Mrs. Archer, who knew this to be a hint that the seventeen-hand chestnuts which were never kept waiting were at the door, rose with a hurried murmur of thanks. Mrs. van der Luyden beamed on her with the smile of Esther interceding with Ahasuerus; but her husband raised a protesting hand.
“There is nothing to thank me for, dear Adeline; nothing whatever. This kind of thing must not happen in New York; it shall not, as long as I can help it,” he pronounced with sovereign gentleness as he steered his cousins to the door.
Two hours later, every one knew that the great C-spring barouche in which Mrs. van der Luyden took the air at all seasons had been seen at old Mrs. Mingott’s door, where a large square envelope was handed in; and that evening at the Opera Mr. Sillerton Jackson was able to state that the envelope contained a card inviting the Countess Olenska to the dinner which the van der Luydens were giving the following week for their cousin, the Duke of St. Austrey.
Some of the younger men in the club box exchanged a smile at this announcement, and glanced sideways at Lawrence Lefferts, who sat carelessly in the front of the box, pulling his long fair moustache, and who remarked with authority, as the soprano paused: “No one but Patti ought to attempt the Sonnambula.”
Chapter 8
It was generally agreed in New York that the Countess Olenska had “lost her looks.”
She had appeared there first, in Newland Archer’s boyhood, as a brilliantly pretty little girl of nine or ten, of whom people said that she “ought to be painted.” Her parents had been continental wanderers, and after a roaming babyhood she had lost them both, and been taken in charge by her aunt, Medora Manson, also a wanderer, who was herself returning to New York to “settle down.”

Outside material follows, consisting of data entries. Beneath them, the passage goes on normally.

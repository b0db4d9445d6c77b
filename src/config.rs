use anyhow::Result;
use serde::Deserialize;

#[derive(Debug, Clone, Deserialize)]
pub struct Config {
    pub service: ServiceConfig,
    pub database: DatabaseConfig,
    pub uploads: UploadsConfig,
    pub providers: ProvidersConfig,
}

#[derive(Debug, Clone, Deserialize)]
pub struct ServiceConfig {
    pub name: String,
    pub http: HttpConfig,
}

#[derive(Debug, Clone, Deserialize)]
pub struct HttpConfig {
    pub bind: String,
    pub port: u16,
}

#[derive(Debug, Clone, Deserialize)]
pub struct DatabaseConfig {
    /// SQLite connection string (e.g. "sqlite://meetscribe.db").
    pub url: String,
}

#[derive(Debug, Clone, Deserialize)]
pub struct UploadsConfig {
    /// Scratch directory for uploaded audio, created lazily on first use.
    pub dir: String,

    /// Transport-level cap on a single upload (default 100 MiB).
    #[serde(default = "default_max_upload_bytes")]
    pub max_upload_bytes: usize,
}

#[derive(Debug, Clone, Deserialize)]
pub struct ProvidersConfig {
    pub groq: GroqConfig,
    pub gemini: GeminiConfig,
}

/// Speech-to-text provider (OpenAI-compatible transcription endpoint).
#[derive(Debug, Clone, Deserialize)]
pub struct GroqConfig {
    pub base_url: String,
    pub model: String,
    #[serde(default)]
    pub api_key: String,
}

/// Generative-text provider (Gemini generateContent endpoint).
#[derive(Debug, Clone, Deserialize)]
pub struct GeminiConfig {
    pub base_url: String,
    pub model: String,
    #[serde(default)]
    pub api_key: String,
}

fn default_max_upload_bytes() -> usize {
    100 * 1024 * 1024
}

impl Config {
    /// Load configuration from a file, with `MEETSCRIBE__*` environment
    /// overrides (e.g. `MEETSCRIBE__SERVICE__HTTP__PORT=8080`).
    pub fn load(path: &str) -> Result<Self> {
        let settings = config::Config::builder()
            .add_source(config::File::with_name(path))
            .add_source(config::Environment::with_prefix("MEETSCRIBE").separator("__"))
            .build()?;

        let mut cfg: Config = settings.try_deserialize()?;

        // Plain env vars win for secrets and the listen port.
        if let Ok(key) = std::env::var("GROQ_API_KEY") {
            cfg.providers.groq.api_key = key;
        }
        if let Ok(key) = std::env::var("GEMINI_API_KEY") {
            cfg.providers.gemini.api_key = key;
        }
        if let Some(port) = std::env::var("PORT").ok().and_then(|p| p.parse().ok()) {
            cfg.service.http.port = port;
        }

        Ok(cfg)
    }
}
pub mod config;
pub mod error;
pub mod http;
pub mod providers;
pub mod store;
pub mod upload;

pub use config::Config;
pub use error::ApiError;
pub use http::{create_router, AppState};
pub use providers::{
    cleanup_file, AnalysisKind, Analyzer, GeminiAnalyzer, GroqTranscriber, Transcriber,
    TranscriptionResult,
};
pub use store::{Meeting, MeetingStatus, NewTranscript, Segment, Store, Transcript, TranscriptSummary};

Poor Medora, repeatedly widowed, was always coming home to settle down (each time in a less expensive house), and bringing with her a new husband or an adopted child; but after a few months she invariably parted from her husband or quarrelled with her ward, and, having got rid of her house at a loss, set out again on her wanderings. As her mother had been a Rushworth, and her last unhappy marriage had linked her to one of the crazy Chiverses, New York looked indulgently on her eccentricities; but when she returned with her little orphaned niece, whose parents had been popular in spite of their regrettable taste for travel, people thought it a pity that the pretty child should be in such hands.
Every one was disposed to be kind to little Ellen Mingott, though her dusky red cheeks and tight curls gave her an air of gaiety that seemed unsuitable in a child who should still have been in black for her parents. It was one of the misguided Medora’s many peculiarities to flout the unalterable rules that regulated American mourning, and when she stepped from the steamer her family were scandalised to see that the crape veil she wore for her own brother was seven inches shorter than those of her sisters-in-law, while little Ellen was in crimson merino and amber beads, like a gipsy foundling.

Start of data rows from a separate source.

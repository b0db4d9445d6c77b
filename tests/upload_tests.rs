// Tests for upload validation and collision-resistant storage names.

use meetscribe::upload::{ensure_allowed_audio, save_audio, unique_file_name, ALLOWED_AUDIO_TYPES};
use std::collections::HashSet;

#[test]
fn test_allow_list_accepts_every_audio_type() {
    for mime in ALLOWED_AUDIO_TYPES {
        assert!(ensure_allowed_audio(mime).is_ok(), "{mime} should be allowed");
    }
}

#[test]
fn test_allow_list_ignores_codec_parameters() {
    assert!(ensure_allowed_audio("audio/webm;codecs=opus").is_ok());
    assert!(ensure_allowed_audio("audio/ogg; codecs=vorbis").is_ok());
}

#[test]
fn test_non_audio_types_are_rejected() {
    for mime in ["video/webm", "text/plain", "application/octet-stream", "", "audio/flac"] {
        assert!(ensure_allowed_audio(mime).is_err(), "{mime:?} should be rejected");
    }
}

#[test]
fn test_unique_file_name_keeps_base_and_extension() {
    let name = unique_file_name("recording.webm");
    assert!(name.starts_with("recording-"));
    assert!(name.ends_with(".webm"));
    assert_ne!(name, "recording.webm");
}

#[test]
fn test_unique_file_name_without_extension() {
    let name = unique_file_name("recording");
    assert!(name.starts_with("recording-"));
    assert!(!name.contains('.'));
}

#[test]
fn test_unique_file_name_handles_empty_original() {
    let name = unique_file_name("");
    assert!(name.starts_with("audio-"));
}

#[test]
fn test_identical_originals_never_collide() {
    // Two concurrent uploads with the same original filename must land under
    // distinct names on disk.
    let mut seen = HashSet::new();
    for _ in 0..100 {
        assert!(seen.insert(unique_file_name("chunk.webm")));
    }
}

#[tokio::test]
async fn test_save_audio_creates_directory_lazily() -> anyhow::Result<()> {
    let dir = tempfile::tempdir()?;
    let uploads = dir.path().join("nested").join("uploads");
    assert!(!uploads.exists());

    let stored = save_audio(&uploads, "chunk.webm", b"bytes").await?;

    assert!(stored.path.exists());
    assert_eq!(std::fs::read(&stored.path)?, b"bytes");
    assert_eq!(stored.path.file_name().unwrap().to_str().unwrap(), stored.file_name);

    // Second save into the existing directory is fine.
    let again = save_audio(&uploads, "chunk.webm", b"more").await?;
    assert_ne!(again.file_name, stored.file_name);

    Ok(())
}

But New York had so long resigned itself to Medora that only a few old ladies shook their heads over Ellen’s gaudy clothes, while her other relations fell under the charm of her high colour and high spirits. She was a fearless and familiar little thing, who asked disconcerting questions, made precocious comments, and possessed outlandish arts, such as dancing a Spanish shawl dance and singing Neapolitan love-songs to a guitar. Under the direction of her aunt (whose real name was Mrs. Thorley Chivers, but who, having received a Papal title, had resumed her first husband’s patronymic, and called herself the Marchioness Manson, because in Italy she could turn it into Manzoni) the little girl received an expensive but incoherent education, which included “drawing from the model,” a thing never dreamed of before, and playing the piano in quintets with professional musicians.

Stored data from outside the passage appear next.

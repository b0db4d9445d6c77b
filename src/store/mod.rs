//! Document-style persistence over SQLite.
//!
//! Two collections back the whole service:
//! - `meetings` keyed by the externally supplied `roomId`
//! - `transcripts` keyed by a generated id, with a denormalized `meetingId`
//!   string referencing `Meeting.roomId`
//!
//! List-shaped fields (participants, transcriptIds, segments) are stored as
//! JSON columns rather than join tables, mirroring the document model the API
//! exposes.

mod db;
mod meeting;
mod transcript;

pub use db::Store;
pub use meeting::{Meeting, MeetingStatus};
pub use transcript::{NewTranscript, Segment, Transcript, TranscriptSummary};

Of course no good could come of this; and when, a few years later, poor Chivers finally died in a mad-house, his widow (draped in strange weeds) again pulled up stakes and departed with Ellen, who had grown into a tall bony girl with conspicuous eyes. For some time no more was heard of them; then news came of Ellen’s marriage to an immensely rich Polish nobleman of legendary fame, whom she had met at a ball at the Tuileries, and who was said to have princely establishments in Paris, Nice and Florence, a yacht at Cowes, and many square miles of shooting in Transylvania. She disappeared in a kind of sulphurous apotheosis, and when a few years later Medora again came back to New York, subdued, impoverished, mourning a third husband, and in quest of a still smaller house, people wondered that her rich niece had not been able to do something for her. Then came the news that Ellen’s own marriage had ended in disaster, and that she was herself returning home to seek rest and oblivion among her kinsfolk.
These things passed through Newland Archer’s mind a week later as he watched the Countess Olenska enter the van der Luyden drawing-room on the evening of the momentous dinner. The occasion was a solemn one, and he wondered a little nervously how she would carry it off. She came rather late, one hand still ungloved, and fastening a bracelet about her wrist; yet she entered without any appearance of haste or embarrassment the drawing-room in which New York’s most chosen company was somewhat awfully assembled.
In the middle of the room she paused, looking about her with a grave mouth and smiling eyes; and in that instant Newland Archer rejected the general verdict on her looks. It was true that her early radiance was gone. The red cheeks had paled; she was thin, worn, a little older-looking than her age, which must have been nearly thirty. But there was about her the mysterious authority of beauty, a sureness in the carriage of the head, the movement of the eyes, which, without being in the least theatrical, struck his as highly trained and full of a conscious power. At the same time she was simpler in manner than most of the ladies present, and many people (as he heard afterward from Janey) were disappointed that her appearance was not more “stylish”—for stylishness was what New York most valued. It was, perhaps, Archer reflected, because her early vivacity had disappeared; because she was so quiet—quiet in her movements, her voice, and the tones of her low-pitched voice. New York had expected something a good deal more reasonant in a young woman with such a history.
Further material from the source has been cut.